As is, this is an especially hearty vegetarian soup, though meat is easily added if you'd like that. (See notes.) For a vegan soup, there are just two simple changes–see italic notes in parentheses next to ingredients.  A food processor could certainly be used for the onions, carrots, celery, parsley and fennel, but if you're chopping by hand, sharpen your chef's knife first! To make the soup a day ahead, cook through step 2, let cool, and store in the refrigerator overnight. At serving time, bring to a boil, turn heat to low, and add the half and half after the soup has stopped bubbling. Taste and adjust seasonings one last time.
8 servings


  • 2 tablespoons salted butter and 2 tablespoons olive oil (or all olive oil)
  • 2 medium onions, diced
  • 3 carrots, trimmed and diced (scrub, but don't peel–no need)
  • 3 stalks celery stalks and leaves, diced
  • 1 fennel bulb, trimmed, cored, and diced
  • 1/2 teaspoon each kosher salt and fresh ground pepper
  • 1/4 teaspoon crushed red pepper
  • 3 cloves garlic, minced
  • 2 teaspoons dried thyme, divided
  • 1/2 teaspoon rubbed sage
  • 1/2 teaspoon ground rosemary
  • Handful chopped fresh parsley
  • 1/2 cup white wine– can sub water
  • 3 tablespoons tomato paste (freeze remainder of a can of paste in a small bag for another use)
  • 2 cups water–may need more
  • 8 cups vegetable broth
  • 2/3 cup native hand-harvested wild rice, washed well (flood and drain several times)
  • 3 cups peeled and diced butternut squash*
  • 1 cup half and half (or coconut, almond, or rice milk)–optional
  • Hot sauce–a few drops as needed
  • 1 cup toasted chopped pecans, walnuts, or almonds for garnish


  • In an 8 or 10-quart soup pot with a lid, melt the butter with the olive oil over medium flame. Add the onions, carrots, celery, and fennel and cook 10 minutes or until softened, stirring often.  Season with the 1/2 teaspoon each: salt and pepper; the crushed red pepper, garlic, one teaspoon of the thyme, rubbed sage, ground rosemary, and parsley. Cook another minute.
  • Add wine wine, stir very well, and let cook down two minutes or until wine is nearly absorbed. Stir in tomato paste.  Pour in water and broth; bring to a boil and stir in wild rice. Reduce heat to a simmer, cover, and cook 35 – 45 minutes or until the rice is nearly, but not totally tender. Add liquid if needed to ensure all ingredients are freely moving in the broth. Add butternut squash along with the other teaspoon of thyme and cook another 10-12 minutes or until both rice and butternut squash are quite tender. Do not overcook; the squash pieces should remain intact.  Taste and adjust seasonings before adding half and half. You'll probably need more salt and pepper.
  • Stir in half and half or other milk, if using. Warm through, but do not boil. Taste and adjust seasonings again, adding a drop or two (or three) of hot sauce if needed.  Serve hot garnished with toasted pecans.
    Store in tightly fitted containers in the fridge for 3-4 days or (without the half and half) for 4-6 months in the freezer.
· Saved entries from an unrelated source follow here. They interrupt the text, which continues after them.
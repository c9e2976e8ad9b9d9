use regex::{Regex, RegexBuilder};

use crate::error::{ProxyError, Result};

/// Hostname blocklist with shell-style wildcard patterns.
///
/// Patterns support `*`, `?` and `[seq]` (with `[!seq]` negation) in the
/// usual glob sense: `*.example.com` matches `a.example.com` but not
/// `example.com`. Matching is case-insensitive. The list is compiled once
/// at startup and immutable afterwards.
pub struct Blocklist {
    patterns: Vec<Regex>,
}

impl Blocklist {
    pub fn new(patterns: &[String]) -> Result<Self> {
        let mut compiled = Vec::with_capacity(patterns.len());
        for pattern in patterns {
            let regex = RegexBuilder::new(&glob_to_regex(pattern))
                .case_insensitive(true)
                .build()
                .map_err(|e| ProxyError::Pattern {
                    pattern: pattern.clone(),
                    reason: e.to_string(),
                })?;
            compiled.push(regex);
        }
        Ok(Self { patterns: compiled })
    }

    /// True if the hostname matches at least one configured pattern.
    pub fn is_blocked(&self, host: &str) -> bool {
        self.patterns.iter().any(|p| p.is_match(host))
    }

    pub fn is_empty(&self) -> bool {
        self.patterns.is_empty()
    }
}

/// Translate one shell glob into an anchored regex.
///
/// An unclosed `[` is a literal bracket, a leading `!` in a set negates
/// it, and a `]` right after the opening bracket is a literal member.
fn glob_to_regex(pattern: &str) -> String {
    let chars: Vec<char> = pattern.chars().collect();
    let mut out = String::with_capacity(pattern.len() + 8);
    out.push('^');
    let mut i = 0;
    while i < chars.len() {
        match chars[i] {
            '*' => out.push_str(".*"),
            '?' => out.push('.'),
            '[' => {
                let mut j = i + 1;
                if j < chars.len() && chars[j] == '!' {
                    j += 1;
                }
                if j < chars.len() && chars[j] == ']' {
                    j += 1;
                }
                while j < chars.len() && chars[j] != ']' {
                    j += 1;
                }
                if j >= chars.len() {
                    out.push_str(r"\[");
                } else {
                    out.push('[');
                    let mut k = i + 1;
                    if chars[k] == '!' {
                        out.push('^');
                        k += 1;
                    } else if chars[k] == '^' {
                        // only `!` negates a set; a leading caret is literal
                        out.push_str(r"\^");
                        k += 1;
                    }
                    while k < j {
                        match chars[k] {
                            '\\' => out.push_str(r"\\"),
                            '[' => out.push_str(r"\["),
                            ']' => out.push_str(r"\]"),
                            c => out.push(c),
                        }
                        k += 1;
                    }
                    out.push(']');
                    i = j;
                }
            }
            c if c.is_ascii_alphanumeric() => out.push(c),
            c => {
                out.push('\\');
                out.push(c);
            }
        }
        i += 1;
    }
    out.push('$');
    out
}

#[cfg(test)]
mod tests {
    use super::*;

    fn blocklist(patterns: &[&str]) -> Blocklist {
        let patterns: Vec<String> = patterns.iter().map(|s| s.to_string()).collect();
        Blocklist::new(&patterns).expect("valid patterns")
    }

    #[test]
    fn subdomain_wildcard() {
        let list = blocklist(&["*.example.com"]);
        assert!(list.is_blocked("a.example.com"));
        assert!(list.is_blocked("deep.a.example.com"));
        assert!(!list.is_blocked("example.com"));
        assert!(!list.is_blocked("example.org"));
    }

    #[test]
    fn blocks_when_any_pattern_matches() {
        let list = blocklist(&["*.youtube.com", "*.ytimg.com"]);
        assert!(list.is_blocked("m.youtube.com"));
        assert!(list.is_blocked("i.ytimg.com"));
        assert!(!list.is_blocked("youtube.com"));
    }

    #[test]
    fn question_mark_matches_single_char() {
        let list = blocklist(&["host?.internal"]);
        assert!(list.is_blocked("host1.internal"));
        assert!(!list.is_blocked("host12.internal"));
        assert!(!list.is_blocked("host.internal"));
    }

    #[test]
    fn character_classes() {
        let list = blocklist(&["node[0-3].cluster"]);
        assert!(list.is_blocked("node2.cluster"));
        assert!(!list.is_blocked("node7.cluster"));

        let negated = blocklist(&["node[!0-3].cluster"]);
        assert!(!negated.is_blocked("node2.cluster"));
        assert!(negated.is_blocked("node7.cluster"));
    }

    #[test]
    fn unclosed_bracket_is_literal() {
        let list = blocklist(&["weird[host"]);
        assert!(list.is_blocked("weird[host"));
        assert!(!list.is_blocked("weirdh"));
    }

    #[test]
    fn matching_is_case_insensitive() {
        let list = blocklist(&["*.Example.COM"]);
        assert!(list.is_blocked("a.example.com"));
    }

    #[test]
    fn dots_are_literal() {
        let list = blocklist(&["*.example.com"]);
        assert!(!list.is_blocked("aXexampleXcom"));
    }

    #[test]
    fn empty_list_blocks_nothing() {
        let list = blocklist(&[]);
        assert!(list.is_empty());
        assert!(!list.is_blocked("anything.at.all"));
    }
}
*This is about how much you’ll get from a 1 1/2 pound squash, peeled, trimmed, seeded, and cut. You can often buy butternut squash peeled and chopped in larger grocery produce departments. If you’re butchering that sucker all alone, do yourself a favor and, after poking holes into it all over with a paring knife, microwave it for 5 minutes in a casserole dish before doing anything else.  Let cool for 10 minutes,  cut in half, peel using a knife, cut, scoop out seeds, cut more–much easier!  If you like , you can save the seeds and toast them for a snack or a topping.
Options: A couple of cups of shredded kale or similar green, added with the squash, would add vitamins, color, fibre, and texture to this soup. Parsnip or turnip cut into small dice is another healthy and pretty addition. You could also add a can of drained, white beans (Northern or Cannellini–White Kidney) to increase the protein in the soup. Like a meat-flavored soup?  Sauté 4 thick strips of bacon in place of the fat at the start of making the soup. Remove them when they’re really crispy, chop, and reserve for a garnish; cook the onions, etc. in the bacon fat. Have some leftover chicken? Stir in a cup or two of chopped, cooked chicken along with the half and half.